Available data:

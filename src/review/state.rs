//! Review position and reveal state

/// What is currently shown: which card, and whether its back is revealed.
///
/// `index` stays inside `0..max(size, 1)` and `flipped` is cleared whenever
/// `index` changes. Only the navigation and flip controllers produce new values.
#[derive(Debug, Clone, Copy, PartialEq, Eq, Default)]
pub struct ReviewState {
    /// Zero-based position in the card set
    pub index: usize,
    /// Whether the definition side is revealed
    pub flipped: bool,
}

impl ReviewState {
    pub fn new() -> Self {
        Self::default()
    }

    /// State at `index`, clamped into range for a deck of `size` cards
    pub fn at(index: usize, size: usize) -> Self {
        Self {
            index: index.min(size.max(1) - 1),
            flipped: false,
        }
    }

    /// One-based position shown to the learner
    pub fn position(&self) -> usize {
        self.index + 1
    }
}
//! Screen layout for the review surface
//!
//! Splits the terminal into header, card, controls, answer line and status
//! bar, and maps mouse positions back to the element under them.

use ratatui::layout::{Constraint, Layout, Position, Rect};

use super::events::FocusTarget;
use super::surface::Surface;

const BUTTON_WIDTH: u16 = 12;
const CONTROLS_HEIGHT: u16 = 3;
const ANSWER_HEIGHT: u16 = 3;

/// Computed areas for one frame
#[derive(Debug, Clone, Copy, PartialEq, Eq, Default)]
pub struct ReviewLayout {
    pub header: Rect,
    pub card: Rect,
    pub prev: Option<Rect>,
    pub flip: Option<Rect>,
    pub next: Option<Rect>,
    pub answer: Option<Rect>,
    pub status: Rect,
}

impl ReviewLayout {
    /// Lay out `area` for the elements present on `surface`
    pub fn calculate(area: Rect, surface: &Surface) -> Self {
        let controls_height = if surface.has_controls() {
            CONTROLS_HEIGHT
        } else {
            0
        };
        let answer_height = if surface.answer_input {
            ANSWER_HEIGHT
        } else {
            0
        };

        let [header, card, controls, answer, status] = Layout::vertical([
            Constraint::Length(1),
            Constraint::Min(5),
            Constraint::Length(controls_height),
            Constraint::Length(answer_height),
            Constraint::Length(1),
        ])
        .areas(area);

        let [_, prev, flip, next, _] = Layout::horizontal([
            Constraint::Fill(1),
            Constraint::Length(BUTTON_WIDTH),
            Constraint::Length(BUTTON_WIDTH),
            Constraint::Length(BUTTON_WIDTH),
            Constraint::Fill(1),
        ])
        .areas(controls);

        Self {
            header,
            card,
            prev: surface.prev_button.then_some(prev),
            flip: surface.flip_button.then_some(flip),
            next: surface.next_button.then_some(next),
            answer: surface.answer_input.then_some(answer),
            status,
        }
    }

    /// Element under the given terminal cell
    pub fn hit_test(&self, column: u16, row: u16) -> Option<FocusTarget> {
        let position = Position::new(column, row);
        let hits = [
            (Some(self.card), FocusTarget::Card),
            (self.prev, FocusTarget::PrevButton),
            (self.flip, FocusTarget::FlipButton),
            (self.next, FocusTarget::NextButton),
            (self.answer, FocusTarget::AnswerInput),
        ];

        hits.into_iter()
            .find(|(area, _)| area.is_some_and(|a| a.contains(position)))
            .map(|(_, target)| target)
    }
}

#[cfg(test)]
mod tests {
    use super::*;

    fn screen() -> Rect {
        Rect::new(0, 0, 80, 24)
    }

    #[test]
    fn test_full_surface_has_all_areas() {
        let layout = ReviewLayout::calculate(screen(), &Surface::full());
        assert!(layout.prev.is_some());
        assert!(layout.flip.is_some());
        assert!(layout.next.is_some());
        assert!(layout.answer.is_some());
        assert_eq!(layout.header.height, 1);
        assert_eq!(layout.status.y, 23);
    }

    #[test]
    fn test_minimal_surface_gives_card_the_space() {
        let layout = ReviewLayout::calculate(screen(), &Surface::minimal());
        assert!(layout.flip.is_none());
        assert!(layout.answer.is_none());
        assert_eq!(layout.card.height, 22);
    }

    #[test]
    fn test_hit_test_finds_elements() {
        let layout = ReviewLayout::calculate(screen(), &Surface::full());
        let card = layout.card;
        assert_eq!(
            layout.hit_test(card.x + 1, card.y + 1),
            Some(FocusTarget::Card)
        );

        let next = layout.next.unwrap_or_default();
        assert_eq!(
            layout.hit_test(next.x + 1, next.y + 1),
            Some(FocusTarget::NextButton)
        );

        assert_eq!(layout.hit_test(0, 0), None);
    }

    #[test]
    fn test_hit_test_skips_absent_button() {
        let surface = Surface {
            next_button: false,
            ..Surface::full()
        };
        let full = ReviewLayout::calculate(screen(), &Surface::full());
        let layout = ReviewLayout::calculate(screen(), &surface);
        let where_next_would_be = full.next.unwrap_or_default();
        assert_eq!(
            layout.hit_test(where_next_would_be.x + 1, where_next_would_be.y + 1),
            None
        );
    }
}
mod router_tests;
---
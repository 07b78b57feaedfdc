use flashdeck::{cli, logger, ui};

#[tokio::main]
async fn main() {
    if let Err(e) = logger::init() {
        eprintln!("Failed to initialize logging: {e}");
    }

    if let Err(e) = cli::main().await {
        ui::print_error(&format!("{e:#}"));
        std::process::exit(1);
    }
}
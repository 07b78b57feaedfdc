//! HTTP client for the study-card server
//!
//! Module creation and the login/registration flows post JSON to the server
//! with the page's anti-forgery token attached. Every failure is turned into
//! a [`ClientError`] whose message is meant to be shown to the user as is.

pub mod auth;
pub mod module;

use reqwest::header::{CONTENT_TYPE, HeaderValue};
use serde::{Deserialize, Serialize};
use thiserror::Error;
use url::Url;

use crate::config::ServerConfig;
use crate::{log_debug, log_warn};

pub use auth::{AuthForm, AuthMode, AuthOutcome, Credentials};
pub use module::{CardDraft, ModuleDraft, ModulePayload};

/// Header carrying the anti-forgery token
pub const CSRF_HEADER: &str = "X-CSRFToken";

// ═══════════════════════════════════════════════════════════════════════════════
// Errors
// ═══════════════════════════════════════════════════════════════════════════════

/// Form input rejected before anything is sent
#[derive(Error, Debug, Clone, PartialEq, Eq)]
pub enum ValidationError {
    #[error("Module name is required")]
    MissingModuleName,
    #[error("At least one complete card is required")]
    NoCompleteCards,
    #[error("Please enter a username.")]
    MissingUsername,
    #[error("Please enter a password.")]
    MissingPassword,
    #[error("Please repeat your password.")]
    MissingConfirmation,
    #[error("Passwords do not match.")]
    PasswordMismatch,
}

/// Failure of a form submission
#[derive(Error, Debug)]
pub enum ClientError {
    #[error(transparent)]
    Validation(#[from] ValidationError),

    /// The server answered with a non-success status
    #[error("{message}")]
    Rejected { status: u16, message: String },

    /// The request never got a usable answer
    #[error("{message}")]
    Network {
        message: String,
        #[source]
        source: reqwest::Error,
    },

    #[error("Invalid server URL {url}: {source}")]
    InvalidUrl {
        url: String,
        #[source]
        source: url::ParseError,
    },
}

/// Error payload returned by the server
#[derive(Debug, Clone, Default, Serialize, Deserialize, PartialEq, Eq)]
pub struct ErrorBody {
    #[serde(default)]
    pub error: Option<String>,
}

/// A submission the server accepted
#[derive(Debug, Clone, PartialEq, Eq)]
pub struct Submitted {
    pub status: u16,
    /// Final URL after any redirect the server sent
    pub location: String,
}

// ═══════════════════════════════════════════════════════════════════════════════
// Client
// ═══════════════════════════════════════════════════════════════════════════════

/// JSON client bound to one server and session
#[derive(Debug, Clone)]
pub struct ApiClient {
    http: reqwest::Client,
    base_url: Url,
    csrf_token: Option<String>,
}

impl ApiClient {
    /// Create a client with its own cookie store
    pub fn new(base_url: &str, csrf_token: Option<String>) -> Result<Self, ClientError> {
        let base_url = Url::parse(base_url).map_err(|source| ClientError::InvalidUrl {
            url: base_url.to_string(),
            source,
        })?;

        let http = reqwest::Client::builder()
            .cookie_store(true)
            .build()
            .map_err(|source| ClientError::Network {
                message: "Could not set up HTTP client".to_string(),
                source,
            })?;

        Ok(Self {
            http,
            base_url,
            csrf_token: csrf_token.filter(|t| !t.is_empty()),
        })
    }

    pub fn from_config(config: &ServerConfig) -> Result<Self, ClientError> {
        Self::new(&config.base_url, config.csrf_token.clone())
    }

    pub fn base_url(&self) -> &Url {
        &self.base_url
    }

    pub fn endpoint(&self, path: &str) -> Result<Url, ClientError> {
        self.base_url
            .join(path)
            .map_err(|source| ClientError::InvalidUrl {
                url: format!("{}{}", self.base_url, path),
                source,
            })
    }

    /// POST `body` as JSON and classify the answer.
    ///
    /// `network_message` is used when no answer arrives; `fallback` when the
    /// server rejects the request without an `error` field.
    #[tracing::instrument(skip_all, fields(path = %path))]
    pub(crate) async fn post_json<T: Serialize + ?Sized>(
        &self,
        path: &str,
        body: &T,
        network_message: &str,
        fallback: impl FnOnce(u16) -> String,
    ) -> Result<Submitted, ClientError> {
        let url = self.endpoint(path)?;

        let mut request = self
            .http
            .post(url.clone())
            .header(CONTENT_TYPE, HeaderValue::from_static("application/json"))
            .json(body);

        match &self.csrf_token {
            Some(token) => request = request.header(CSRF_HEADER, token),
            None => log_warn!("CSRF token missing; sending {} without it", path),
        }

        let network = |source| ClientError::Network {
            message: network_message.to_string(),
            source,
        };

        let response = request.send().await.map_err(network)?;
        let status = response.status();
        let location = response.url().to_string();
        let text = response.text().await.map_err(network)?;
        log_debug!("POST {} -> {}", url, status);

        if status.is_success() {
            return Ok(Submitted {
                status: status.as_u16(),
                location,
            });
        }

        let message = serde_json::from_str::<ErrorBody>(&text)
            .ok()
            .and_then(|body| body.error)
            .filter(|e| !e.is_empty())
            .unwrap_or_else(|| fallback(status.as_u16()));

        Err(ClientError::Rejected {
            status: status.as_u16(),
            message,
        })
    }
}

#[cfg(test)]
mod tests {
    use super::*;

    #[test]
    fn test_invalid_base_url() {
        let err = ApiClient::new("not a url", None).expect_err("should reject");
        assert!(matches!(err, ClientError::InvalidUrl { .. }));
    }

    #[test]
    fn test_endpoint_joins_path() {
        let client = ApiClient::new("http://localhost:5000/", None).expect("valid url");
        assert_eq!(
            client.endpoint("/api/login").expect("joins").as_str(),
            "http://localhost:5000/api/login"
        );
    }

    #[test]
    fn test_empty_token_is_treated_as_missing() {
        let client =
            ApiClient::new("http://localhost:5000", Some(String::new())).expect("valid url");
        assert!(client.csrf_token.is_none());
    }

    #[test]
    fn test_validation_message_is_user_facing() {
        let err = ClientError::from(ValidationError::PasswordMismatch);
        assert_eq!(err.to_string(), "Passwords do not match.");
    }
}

Work task: The lines holding the word "request" are the answer. Find them in the entries and copy them.

Task response:
    /// The request never got a usable answer
    /// server rejects the request without an `error` field.
        let mut request = self
            Some(token) => request = request.header(CSRF_HEADER, token),
        let response = request.send().await.map_err(network)?;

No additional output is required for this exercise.